Figure 2. Major synthesis process of MXene.

CVD is a method that uses high temperatures and chemicals (Cu, Mo, CH4) in a controlled environment to create MXene, while PLD is used to create a Mo2C layer in Figure 4(a). CVD has higher crystallinity and conductivity, but PLD produces MXene crystals at low temperatures. The synthesis is advancing day by day.

Fig4

5.Conclusions and future outlook

The 2D material MXene has become the most potential for solar cell, plasmonic, and other optoelectronic device materials due to its extraordinary properties. MXene has achieved popularity for different types of MXene based on diverse production processes and a wide range of applications. This study highlights the progress of this substance and its use in the field of optoelectronics. Researchers were able to identify the limitations of MXene and discuss how to overcome them so that they can benefit from it. In addition, the mentioned future research direction including the scope of band gaps and quantum dots for MXene-based modern optoelectronics and digital device production will open a new window for industrialists and scientists. Moreover, limitations have been identified in the work on MXene-based synthesis techniques to meet the global market demand.
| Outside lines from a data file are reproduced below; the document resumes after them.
// tests/helpers/env.rs
// Scoped environment variable guard for tests. Restores previous values on drop.

use std::env;

#[derive(Debug, Default)]
pub struct ScopedEnv {
    saved: Vec<(String, Option<String>)>,
}

impl ScopedEnv {
    pub fn new() -> Self { Self::default() }

    fn save(&mut self, key: &str) {
        if !self.saved.iter().any(|(k, _)| k == key) {
            self.saved.push((key.to_string(), env::var(key).ok()));
        }
    }

    pub fn set<K: AsRef<str>, V: AsRef<str>>(mut self, key: K, value: V) -> Self {
        self.save(key.as_ref());
        env::set_var(key.as_ref(), value.as_ref());
        self
    }

    pub fn remove<K: AsRef<str>>(mut self, key: K) -> Self {
        self.save(key.as_ref());
        env::remove_var(key.as_ref());
        self
    }
}

impl Drop for ScopedEnv {
    fn drop(&mut self) {
        for (key, prev) in self.saved.drain(..).rev() {
            match prev {
                Some(v) => env::set_var(&key, v),
                None => env::remove_var(&key),
            }
        }
    }
}
// Audit helpers that emit structured facts across Mountyard stages.
//
// Side-effects:
// - Emits JSON facts via `FactsEmitter` for `fstab.load`, `mount.attempt` (one per
//   candidate type), `mount.result`, `show` and `resolve.summary`.
// - Ensures a minimal envelope is present on every fact: `schema_version`, `ts`, `dry_run`.
// - Applies redaction in dry-run to zero timestamps and drop volatile fields.
use crate::constants::FACTS_SUBSYSTEM;
use crate::logging::{redact_event, FactsEmitter};
use serde_json::{json, Value};

pub(crate) const SCHEMA_VERSION: i64 = 1;

#[derive(Clone, Copy, Debug, Default)]
pub(crate) struct AuditMode {
    pub dry_run: bool,
    pub redact: bool,
}

pub(crate) struct AuditCtx<'a> {
    pub facts: &'a dyn FactsEmitter,
    pub ts: String,
    pub mode: AuditMode,
}

impl<'a> AuditCtx<'a> {
    pub(crate) fn new(facts: &'a dyn FactsEmitter, ts: String, mode: AuditMode) -> Self {
        Self { facts, ts, mode }
    }
}

/// Stage for typed audit emission.
#[derive(Clone, Copy, Debug, PartialEq, Eq)]
pub enum Stage {
    FstabLoad,
    MountAttempt,
    MountResult,
    Show,
    ResolveSummary,
}

impl Stage {
    #[must_use]
    pub const fn as_event(&self) -> &'static str {
        match self {
            Stage::FstabLoad => "fstab.load",
            Stage::MountAttempt => "mount.attempt",
            Stage::MountResult => "mount.result",
            Stage::Show => "show",
            Stage::ResolveSummary => "resolve.summary",
        }
    }
}

/// Decision severity for audit events.
#[derive(Clone, Copy, Debug, PartialEq, Eq)]
pub enum Decision {
    Success,
    Failure,
    Warn,
}

impl Decision {
    #[must_use]
    pub const fn as_str(&self) -> &'static str {
        match self {
            Decision::Success => "success",
            Decision::Failure => "failure",
            Decision::Warn => "warn",
        }
    }
}

/// Builder facade over audit emission with centralized envelope+redaction.
pub struct StageLogger<'a> {
    ctx: &'a AuditCtx<'a>,
}

impl<'a> StageLogger<'a> {
    pub(crate) fn new(ctx: &'a AuditCtx<'a>) -> Self { Self { ctx } }

    pub fn fstab_load(&'a self) -> EventBuilder<'a> { EventBuilder::new(self.ctx, Stage::FstabLoad) }
    pub fn mount_attempt(&'a self) -> EventBuilder<'a> { EventBuilder::new(self.ctx, Stage::MountAttempt) }
    pub fn mount_result(&'a self) -> EventBuilder<'a> { EventBuilder::new(self.ctx, Stage::MountResult) }
    pub fn show(&'a self) -> EventBuilder<'a> { EventBuilder::new(self.ctx, Stage::Show) }
    pub fn resolve_summary(&'a self) -> EventBuilder<'a> { EventBuilder::new(self.ctx, Stage::ResolveSummary) }
}

pub struct EventBuilder<'a> {
    ctx: &'a AuditCtx<'a>,
    stage: Stage,
    fields: serde_json::Map<String, Value>,
}

impl<'a> EventBuilder<'a> {
    fn new(ctx: &'a AuditCtx<'a>, stage: Stage) -> Self {
        let mut fields = serde_json::Map::new();
        fields.insert("stage".to_string(), json!(stage.as_event()));
        Self { ctx, stage, fields }
    }

    pub fn device(mut self, device: impl Into<String>) -> Self {
        self.fields.insert("device".into(), json!(device.into()));
        self
    }

    pub fn target(mut self, target: impl Into<String>) -> Self {
        self.fields.insert("target".into(), json!(target.into()));
        self
    }

    pub fn fstype(mut self, fstype: impl Into<String>) -> Self {
        self.fields.insert("fstype".into(), json!(fstype.into()));
        self
    }

    pub fn field(mut self, key: &str, value: Value) -> Self {
        self.fields.insert(key.to_string(), value);
        self
    }

    pub fn merge(mut self, extra: Value) -> Self {
        if let Some(obj) = extra.as_object() {
            for (k, v) in obj {
                self.fields.insert(k.clone(), v.clone());
            }
        }
        self
    }

    pub fn emit(self, decision: Decision) {
        let mut fields = Value::Object(self.fields);
        if let Some(obj) = fields.as_object_mut() {
            obj.entry("decision").or_insert(json!(decision.as_str()));
        }
        redact_and_emit(self.ctx, self.stage.as_event(), decision.as_str(), fields);
    }

    pub fn emit_success(self) { self.emit(Decision::Success) }
    pub fn emit_failure(self) { self.emit(Decision::Failure) }
    pub fn emit_warn(self) { self.emit(Decision::Warn) }
}

fn redact_and_emit(ctx: &AuditCtx, event: &str, decision: &str, mut fields: Value) {
    if let Some(obj) = fields.as_object_mut() {
        obj.entry("schema_version").or_insert(json!(SCHEMA_VERSION));
        obj.entry("ts").or_insert(json!(ctx.ts));
        obj.entry("dry_run").or_insert(json!(ctx.mode.dry_run));
    }
    let out = if ctx.mode.redact {
        redact_event(fields)
    } else {
        fields
    };
    ctx.facts.emit(FACTS_SUBSYSTEM, event, decision, out);
}
use thiserror::Error;

use crate::types::{ActiveMount, ErrorKind, MountError};

pub mod map;

#[derive(Debug, Error)]
pub enum ApiError {
    #[error("mount table unavailable: {0}")]
    TableUnavailable(String),
    #[error("scan failed: {0}")]
    ScanFailed(String),
    #[error("malformed entry: {0}")]
    MalformedEntry(String),
    #[error("active mounts unavailable: {0}")]
    ShowUnavailable(String),
    /// Reading the active-mounts listing stopped part-way; `mounts` were read before it.
    #[error("scan failed: {msg}")]
    PartialListing { mounts: Vec<ActiveMount>, msg: String },
    #[error(transparent)]
    Mount(#[from] MountError),
    #[error("{0:?}: unexpected")]
    Unexpected(Vec<String>),
}

impl ApiError {
    /// Stable identifier for this error.
    #[must_use]
    pub const fn id(&self) -> ErrorId {
        match self {
            ApiError::TableUnavailable(_) => ErrorId::E_TABLE,
            ApiError::ScanFailed(_) => ErrorId::E_SCAN,
            ApiError::MalformedEntry(_) => ErrorId::E_MALFORMED,
            ApiError::ShowUnavailable(_) => ErrorId::E_SHOW,
            ApiError::PartialListing { .. } => ErrorId::E_SCAN,
            ApiError::Mount(e) => map::map_mount_error(e),
            ApiError::Unexpected(_) => ErrorId::E_USAGE,
        }
    }
}

impl From<crate::types::errors::Error> for ApiError {
    fn from(e: crate::types::errors::Error) -> Self {
        match e.kind {
            ErrorKind::Io => ApiError::TableUnavailable(e.msg),
            ErrorKind::Scan => ApiError::ScanFailed(e.msg),
            ErrorKind::Malformed => ApiError::MalformedEntry(e.msg),
        }
    }
}

// Stable identifiers emitted in facts and mapped to exit codes.
// We intentionally keep SCREAMING_SNAKE_CASE to match emitted IDs.
#[allow(non_camel_case_types, reason = "Error IDs are emitted verbatim")]
#[derive(Clone, Copy, Debug, PartialEq, Eq)]
pub enum ErrorId {
    E_USAGE,
    E_TABLE,
    E_SCAN,
    E_MALFORMED,
    E_SHOW,
    E_MOUNT,
    E_NO_CANDIDATES,
    E_GENERIC,
}

#[must_use]
pub const fn id_str(id: ErrorId) -> &'static str {
    match id {
        ErrorId::E_USAGE => "E_USAGE",
        ErrorId::E_TABLE => "E_TABLE",
        ErrorId::E_SCAN => "E_SCAN",
        ErrorId::E_MALFORMED => "E_MALFORMED",
        ErrorId::E_SHOW => "E_SHOW",
        ErrorId::E_MOUNT => "E_MOUNT",
        ErrorId::E_NO_CANDIDATES => "E_NO_CANDIDATES",
        ErrorId::E_GENERIC => "E_GENERIC",
    }
}

/// Exit codes follow mount(8): 1 usage, 2 system error, 32 mount failure.
#[must_use]
pub const fn exit_code_for(id: ErrorId) -> i32 {
    match id {
        ErrorId::E_USAGE | ErrorId::E_GENERIC => 1,
        ErrorId::E_TABLE | ErrorId::E_SCAN | ErrorId::E_MALFORMED | ErrorId::E_SHOW => 2,
        ErrorId::E_MOUNT | ErrorId::E_NO_CANDIDATES => 32,
    }
}
mod dry_run;
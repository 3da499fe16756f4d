//! Mount table and active-mount records.

use serde::Serialize;
use std::fmt;

/// One parsed line of the static mount table.
#[derive(Clone, Debug, PartialEq, Eq, Serialize)]
pub struct FstabEntry {
    /// Device, label or pseudo-source (`fs_spec`)
    pub fs_spec: String,
    /// Mount point (`fs_file`)
    pub fs_file: String,
    /// Filesystem type (`fs_vfstype`)
    pub fs_type: String,
    /// Comma-separated mount options (`fs_mntops`)
    pub mnt_opts: String,
}

impl FstabEntry {
    /// Whether `name` names this entry by device or by mount point.
    #[must_use]
    pub fn matches(&self, name: &str) -> bool {
        self.fs_spec == name || self.fs_file == name
    }
}

/// One line of the kernel's active-mounts listing.
#[derive(Clone, Debug, PartialEq, Eq, Serialize)]
pub struct ActiveMount {
    pub device: String,
    pub mount_point: String,
    pub fs_type: String,
    pub options: String,
}

impl fmt::Display for ActiveMount {
    fn fmt(&self, f: &mut fmt::Formatter<'_>) -> fmt::Result {
        write!(
            f,
            "{} on {} type {}({})",
            self.device, self.mount_point, self.fs_type, self.options
        )
    }
}
//! Parsed command intent consumed by the directive resolver.

use serde::Serialize;

use super::options::OptionSet;
use crate::constants::AUTO_FSTYPE;

/// A mount directive: what the caller asked for, before any table lookup.
#[derive(Clone, Debug, Serialize)]
pub struct Directive {
    /// Positional arguments (`[DEVICE] [DIR]`); validated by `target()`.
    pub args: Vec<String>,
    /// Mount every table entry.
    pub all: bool,
    /// Describe, never call the kernel.
    pub fake: bool,
    pub verbose: bool,
    /// `defaults` meta-option: rw, suid, dev, exec, auto, nouser, async.
    pub defaults: bool,
    /// Requested type or comma-separated type list; `auto` triggers detection.
    pub fstype: String,
    /// Opaque filesystem-specific data passed through to the kernel.
    pub data: String,
    /// All-mode filter: only entries whose type is listed. Empty means no filter.
    pub match_types: Vec<String>,
    pub options: OptionSet,
}

impl Default for Directive {
    fn default() -> Self {
        Self {
            args: Vec::new(),
            all: false,
            fake: false,
            verbose: false,
            defaults: false,
            fstype: AUTO_FSTYPE.to_string(),
            data: String::new(),
            match_types: Vec::new(),
            options: OptionSet::default(),
        }
    }
}

/// Resolution mode selected by the `all` switch and positional argument count.
#[derive(Clone, Debug, PartialEq, Eq)]
pub enum Target<'a> {
    All,
    Show,
    Lookup(&'a str),
    Explicit { device: &'a str, dir: &'a str },
    /// More than two positional arguments; carries the surplus.
    Unexpected(&'a [String]),
}

impl Directive {
    #[must_use]
    pub fn target(&self) -> Target<'_> {
        if self.all {
            return Target::All;
        }
        match self.args.as_slice() {
            [] => Target::Show,
            [name] => Target::Lookup(name),
            [device, dir] => Target::Explicit { device, dir },
            [_, _, rest @ ..] => Target::Unexpected(rest),
        }
    }

    /// Whether an all-mode entry of type `fs_type` passes the `match` filter.
    #[must_use]
    pub fn matches_type(&self, fs_type: &str) -> bool {
        self.match_types.is_empty() || self.match_types.iter().any(|t| t == fs_type)
    }
}
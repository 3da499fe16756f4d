// tests/helpers/mounter.rs
// In-process Mounter that records every attempt and fails on request.

use std::cell::RefCell;
use std::collections::HashSet;
use std::rc::Rc;

use mountyard::adapters::Mounter;
use mountyard::types::MountFlags;

#[derive(Clone, Debug, PartialEq, Eq)]
pub struct Call {
    pub source: String,
    pub target: String,
    pub fstype: String,
    pub flags: u64,
    pub data: String,
}

#[derive(Clone, Default)]
pub struct RecordingMounter {
    calls: Rc<RefCell<Vec<Call>>>,
    bad_types: Rc<RefCell<HashSet<String>>>,
    bad_devices: Rc<RefCell<HashSet<String>>>,
}

impl RecordingMounter {
    pub fn new() -> Self { Self::default() }

    /// Attempts with this type fail with ENODEV.
    pub fn reject_type(self, t: &str) -> Self {
        self.bad_types.borrow_mut().insert(t.to_string());
        self
    }

    /// Attempts on this device fail with ENOENT.
    pub fn reject_device(self, d: &str) -> Self {
        self.bad_devices.borrow_mut().insert(d.to_string());
        self
    }

    pub fn calls(&self) -> Vec<Call> { self.calls.borrow().clone() }

    pub fn boxed(&self) -> Box<dyn Mounter> { Box::new(self.clone()) }
}

impl Mounter for RecordingMounter {
    fn mount(
        &self,
        source: &str,
        target: &str,
        fstype: &str,
        flags: MountFlags,
        data: &str,
    ) -> std::io::Result<()> {
        self.calls.borrow_mut().push(Call {
            source: source.to_string(),
            target: target.to_string(),
            fstype: fstype.to_string(),
            flags: flags.bits(),
            data: data.to_string(),
        });
        if self.bad_devices.borrow().contains(source) {
            return Err(std::io::Error::from_raw_os_error(libc::ENOENT));
        }
        if self.bad_types.borrow().contains(fstype) {
            return Err(std::io::Error::from_raw_os_error(libc::ENODEV));
        }
        Ok(())
    }
}
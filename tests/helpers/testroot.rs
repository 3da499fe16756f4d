// tests/helpers/testroot.rs
// A per-test unique root holding etc/fstab, proc/filesystems and proc/mounts.

use std::path::{Path, PathBuf};

use mountyard::policy::Policy;

#[derive(Debug)]
pub struct TestRoot {
    td: tempfile::TempDir,
}

impl TestRoot {
    pub fn new() -> Self {
        let td = tempfile::TempDir::new().expect("tempdir");
        std::fs::create_dir_all(td.path().join("etc")).expect("etc");
        std::fs::create_dir_all(td.path().join("proc")).expect("proc");
        Self { td }
    }
    pub fn path(&self) -> &Path { self.td.path() }
    pub fn join<P: AsRef<Path>>(&self, p: P) -> PathBuf { self.path().join(p) }
    pub fn fstab(&self) -> PathBuf { self.join("etc/fstab") }
    pub fn filesystems(&self) -> PathBuf { self.join("proc/filesystems") }
    pub fn mounts(&self) -> PathBuf { self.join("proc/mounts") }

    pub fn write_fstab(&self, body: &str) -> &Self {
        std::fs::write(self.fstab(), body).expect("write fstab");
        self
    }
    pub fn write_filesystems(&self, body: &str) -> &Self {
        std::fs::write(self.filesystems(), body).expect("write filesystems");
        self
    }
    pub fn write_mounts(&self, body: &str) -> &Self {
        std::fs::write(self.mounts(), body).expect("write mounts");
        self
    }

    pub fn policy(&self) -> Policy { Policy::rooted_at(self.path()) }
}

#[cfg(test)]
mod tests {
    use super::*;

    #[test]
    fn testroot_unique_and_policy_points_inside() {
        let a = TestRoot::new();
        let b = TestRoot::new();
        assert_ne!(a.path(), b.path());
        a.write_fstab("/dev/sda1 /boot ext4 defaults\n");
        assert!(a.fstab().exists());
        assert!(!b.fstab().exists());
        let p = a.policy();
        assert_eq!(p.paths.fstab, a.fstab());
        assert_eq!(p.paths.filesystems, a.filesystems());
        assert_eq!(p.paths.mounts, a.mounts());
    }
}
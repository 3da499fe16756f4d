use super::ErrorId;
use crate::types::MountError;

/// Map a single mount attempt's OS error to a stable reason tag for facts.
#[must_use]
pub fn map_mount_errno(e: &std::io::Error) -> &'static str {
    match e.raw_os_error() {
        Some(libc::ENODEV) => "unknown_fstype",
        Some(libc::EBUSY) => "busy",
        Some(libc::EPERM | libc::EACCES) => "permission",
        Some(libc::ENOENT | libc::ENXIO | libc::ENOTBLK) => "no_device",
        Some(libc::ENOTDIR) => "bad_target",
        Some(libc::EINVAL) => "invalid",
        _ => "other",
    }
}

/// Map a mount failure to its stable `ErrorId`.
#[must_use]
pub const fn map_mount_error(e: &MountError) -> ErrorId {
    match e {
        MountError::Syscall { .. } => ErrorId::E_MOUNT,
        MountError::NoCandidates { .. } => ErrorId::E_NO_CANDIDATES,
    }
}
use rustix::io::Errno;
use rustix::mount::MountFlags as SysMountFlags;

use super::Mounter;
use crate::types::MountFlags;

fn errno_to_io(e: Errno) -> std::io::Error {
    std::io::Error::from_raw_os_error(e.raw_os_error())
}

/// Production mounter: `mount(2)` through rustix.
#[derive(Copy, Clone, Debug, Default)]
pub struct SyscallMounter;

impl Mounter for SyscallMounter {
    fn mount(
        &self,
        source: &str,
        target: &str,
        fstype: &str,
        flags: MountFlags,
        data: &str,
    ) -> std::io::Result<()> {
        let bits = u32::try_from(flags.bits()).map_err(|_| {
            std::io::Error::new(
                std::io::ErrorKind::InvalidInput,
                format!("mount flags {flags} exceed 32 bits"),
            )
        })?;
        rustix::mount::mount(
            source,
            target,
            fstype,
            SysMountFlags::from_bits_retain(bits),
            data,
        )
        .map_err(errno_to_io)
    }
}
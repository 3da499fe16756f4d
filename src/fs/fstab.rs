//! Mount table loading.

use std::fs::File;
use std::io::{BufRead, BufReader};
use std::path::Path;

use crate::policy::CommentRule;
use crate::types::{Error, FstabEntry, Result};

/// Open and parse the mount table at `path`.
///
/// # Errors
///
/// Returns `ErrorKind::Io` if the table cannot be opened, `ErrorKind::Scan` if reading
/// fails part-way, and `ErrorKind::Malformed` for a non-comment line with fewer than four fields.
pub fn load_fstab(path: &Path, comments: CommentRule) -> Result<Vec<FstabEntry>> {
    let f = File::open(path).map_err(|e| Error::io(path, &e))?;
    parse_fstab(BufReader::new(f), comments).map_err(|e| match e {
        ParseError::Scan(io) => Error::scan(path, &io),
        ParseError::Entry(err) => err,
    })
}

#[derive(Debug)]
pub(crate) enum ParseError {
    Scan(std::io::Error),
    Entry(Error),
}

/// Parse mount table lines in order. Comment and blank lines are skipped;
/// fields past the fourth (dump, pass) are ignored.
pub(crate) fn parse_fstab<R: BufRead>(
    reader: R,
    comments: CommentRule,
) -> std::result::Result<Vec<FstabEntry>, ParseError> {
    let mut out = Vec::new();
    for (idx, line) in reader.lines().enumerate() {
        let line = line.map_err(ParseError::Scan)?;
        if comments.is_comment(&line) {
            continue;
        }
        let fields: Vec<&str> = line.split_whitespace().collect();
        if fields.is_empty() {
            continue;
        }
        let [fs_spec, fs_file, fs_type, mnt_opts, ..] = fields[..] else {
            return Err(ParseError::Entry(Error::malformed(idx + 1, &line, fields.len())));
        };
        out.push(FstabEntry {
            fs_spec: fs_spec.to_string(),
            fs_file: fs_file.to_string(),
            fs_type: fs_type.to_string(),
            mnt_opts: mnt_opts.to_string(),
        });
    }
    Ok(out)
}
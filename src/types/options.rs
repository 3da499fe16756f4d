//! Named filesystem-independent mount options.

use std::collections::BTreeSet;
use std::str::FromStr;

use serde::Serialize;

/// Closed set of boolean mount options understood by the flag translation table.
#[derive(Clone, Copy, Debug, PartialEq, Eq, PartialOrd, Ord, Hash, Serialize)]
#[serde(into = "&'static str")]
pub enum MountOption {
    ReadOnly,
    ReadWrite,
    Suid,
    NoSuid,
    Dev,
    NoDev,
    Exec,
    NoExec,
    Synchronous,
    NoSynchronous,
    Remount,
    Mand,
    NoMand,
    Dirsync,
    NoDirsync,
    Atime,
    NoAtime,
    Diratime,
    NoDiratime,
    Bind,
    Move,
    Silent,
    Loud,
    Posixacl,
    NoPosixacl,
    Bindable,
    Unbindable,
    Private,
    Slave,
    Shared,
    Relatime,
    NoRelatime,
    Iversion,
    NoIversion,
    Strictatime,
    NoStrictatime,
}

impl MountOption {
    pub const ALL: [MountOption; 36] = [
        Self::ReadOnly,
        Self::ReadWrite,
        Self::Suid,
        Self::NoSuid,
        Self::Dev,
        Self::NoDev,
        Self::Exec,
        Self::NoExec,
        Self::Synchronous,
        Self::NoSynchronous,
        Self::Remount,
        Self::Mand,
        Self::NoMand,
        Self::Dirsync,
        Self::NoDirsync,
        Self::Atime,
        Self::NoAtime,
        Self::Diratime,
        Self::NoDiratime,
        Self::Bind,
        Self::Move,
        Self::Silent,
        Self::Loud,
        Self::Posixacl,
        Self::NoPosixacl,
        Self::Bindable,
        Self::Unbindable,
        Self::Private,
        Self::Slave,
        Self::Shared,
        Self::Relatime,
        Self::NoRelatime,
        Self::Iversion,
        Self::NoIversion,
        Self::Strictatime,
        Self::NoStrictatime,
    ];

    /// Command-line spelling of the option.
    #[must_use]
    pub const fn name(self) -> &'static str {
        match self {
            Self::ReadOnly => "read-only",
            Self::ReadWrite => "read-write",
            Self::Suid => "suid",
            Self::NoSuid => "no-suid",
            Self::Dev => "dev",
            Self::NoDev => "no-dev",
            Self::Exec => "exec",
            Self::NoExec => "no-exec",
            Self::Synchronous => "synchronous",
            Self::NoSynchronous => "no-synchronous",
            Self::Remount => "remount",
            Self::Mand => "mand",
            Self::NoMand => "no-mand",
            Self::Dirsync => "dirsync",
            Self::NoDirsync => "no-dirsync",
            Self::Atime => "atime",
            Self::NoAtime => "no-atime",
            Self::Diratime => "diratime",
            Self::NoDiratime => "no-diratime",
            Self::Bind => "bind",
            Self::Move => "move",
            Self::Silent => "silent",
            Self::Loud => "loud",
            Self::Posixacl => "posixacl",
            Self::NoPosixacl => "no-posixacl",
            Self::Bindable => "bindable",
            Self::Unbindable => "unbindable",
            Self::Private => "private",
            Self::Slave => "slave",
            Self::Shared => "shared",
            Self::Relatime => "relatime",
            Self::NoRelatime => "no-relatime",
            Self::Iversion => "iversion",
            Self::NoIversion => "no-iversion",
            Self::Strictatime => "strictatime",
            Self::NoStrictatime => "no-strictatime",
        }
    }

    /// One-line help text shown by the command surface.
    #[must_use]
    pub const fn help(self) -> &'static str {
        match self {
            Self::ReadOnly => "Mount read-only",
            Self::ReadWrite => "Mount read-write",
            Self::Suid => "Obey suid and sgid bits",
            Self::NoSuid => "Ignore suid and sgid bits",
            Self::Dev => "Allow use of special device files",
            Self::NoDev => "Disallow use of special device files",
            Self::Exec => "Allow program execution",
            Self::NoExec => "Disallow program execution",
            Self::Synchronous => "Writes are synced at once",
            Self::NoSynchronous => "Writes aren't synced at once",
            Self::Remount => "Alter flags of mounted filesystem",
            Self::Mand => "Allow mandatory locks",
            Self::NoMand => "Disallow mandatory locks",
            Self::Dirsync => "Directory modifications are synchronous",
            Self::NoDirsync => "Directory modifications are asynchronous",
            Self::Atime => "Update inode access times",
            Self::NoAtime => "Don't update inode access times",
            Self::Diratime => "Update directory access times",
            Self::NoDiratime => "Don't update directory access times",
            Self::Bind => "Bind a file or directory",
            Self::Move => "Relocate an existing mount point",
            Self::Silent => "Suppress some kernel warnings",
            Self::Loud => "Don't suppress kernel warnings",
            Self::Posixacl => "Filesystem doesn't apply umask",
            Self::NoPosixacl => "Filesystem applies umask",
            Self::Bindable => "Make mount point able to be bind mounted",
            Self::Unbindable => "Make mount point unable to be bind mounted",
            Self::Private => "Change to private subtree",
            Self::Slave => "Change to slave subtree",
            Self::Shared => "Change to shared subtree",
            Self::Relatime => "Update atime relative to mtime/ctime",
            Self::NoRelatime => "Disable relatime",
            Self::Iversion => "Update inode I-Version field",
            Self::NoIversion => "Don't update inode I-Version field",
            Self::Strictatime => "Always perform atime updates",
            Self::NoStrictatime => "May skip atime updates",
        }
    }
}

impl From<MountOption> for &'static str {
    fn from(o: MountOption) -> Self {
        o.name()
    }
}

impl FromStr for MountOption {
    type Err = String;

    fn from_str(s: &str) -> Result<Self, Self::Err> {
        Self::ALL
            .iter()
            .copied()
            .find(|o| o.name() == s)
            .ok_or_else(|| format!("unknown mount option: {s}"))
    }
}

/// Set of options present on a request. Presence only; application order is
/// always the translation table's order, never insertion order.
#[derive(Clone, Debug, Default, PartialEq, Eq, Serialize)]
pub struct OptionSet(BTreeSet<MountOption>);

impl OptionSet {
    #[must_use]
    pub fn new() -> Self {
        Self::default()
    }

    pub fn insert(&mut self, opt: MountOption) -> &mut Self {
        self.0.insert(opt);
        self
    }

    #[must_use]
    pub fn with(mut self, opt: MountOption) -> Self {
        self.0.insert(opt);
        self
    }

    #[must_use]
    pub fn contains(&self, opt: MountOption) -> bool {
        self.0.contains(&opt)
    }

    #[must_use]
    pub fn is_empty(&self) -> bool {
        self.0.is_empty()
    }

    pub fn iter(&self) -> impl Iterator<Item = MountOption> + '_ {
        self.0.iter().copied()
    }
}

impl FromIterator<MountOption> for OptionSet {
    fn from_iter<I: IntoIterator<Item = MountOption>>(iter: I) -> Self {
        Self(iter.into_iter().collect())
    }
}
use serde_json::json;

use super::errors::ApiError;
use super::Mountyard;
use crate::fs::read_active_mounts;
use crate::logging::audit::AuditCtx;
use crate::logging::{AuditSink, FactsEmitter, StageLogger};
use crate::types::{ActiveMount, ErrorKind};

pub(super) fn run<E: FactsEmitter, A: AuditSink>(
    api: &Mountyard<E, A>,
    ctx: &AuditCtx<'_>,
) -> Result<Vec<ActiveMount>, ApiError> {
    let path = &api.policy.paths.mounts;
    let listing = read_active_mounts(path).map_err(|e| match e.kind {
        ErrorKind::Io => ApiError::ShowUnavailable(e.msg),
        _ => ApiError::from(e),
    })?;
    let slog = StageLogger::new(ctx);
    let ev = slog
        .show()
        .field("path", json!(path.display().to_string()))
        .field("listed", json!(listing.mounts.len()))
        .field("skipped", json!(listing.skipped.len()));
    if let Some(e) = listing.interrupted {
        ev.field("error", json!(e.to_string())).emit_failure();
        return Err(ApiError::PartialListing {
            mounts: listing.mounts,
            msg: e.msg,
        });
    }
    if listing.skipped.is_empty() {
        ev.emit_success();
    } else {
        ev.emit_warn();
    }
    Ok(listing.mounts)
}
At present, the global market for MXene is estimated to be worth $26.4 million and is forecast to reach $121.5 million by 2027. MXene, therefore, is in dire need for improvement and must be made commercially feasible for modern optoelectronic devices by overcoming its limitations and enabling it to overcome its limitations. Considering the current and future applications of MXene, as well as addressing existing research challenges and getting a future direction with a solution, this article can be utilized as a credible source and state-of-the-art for researchers.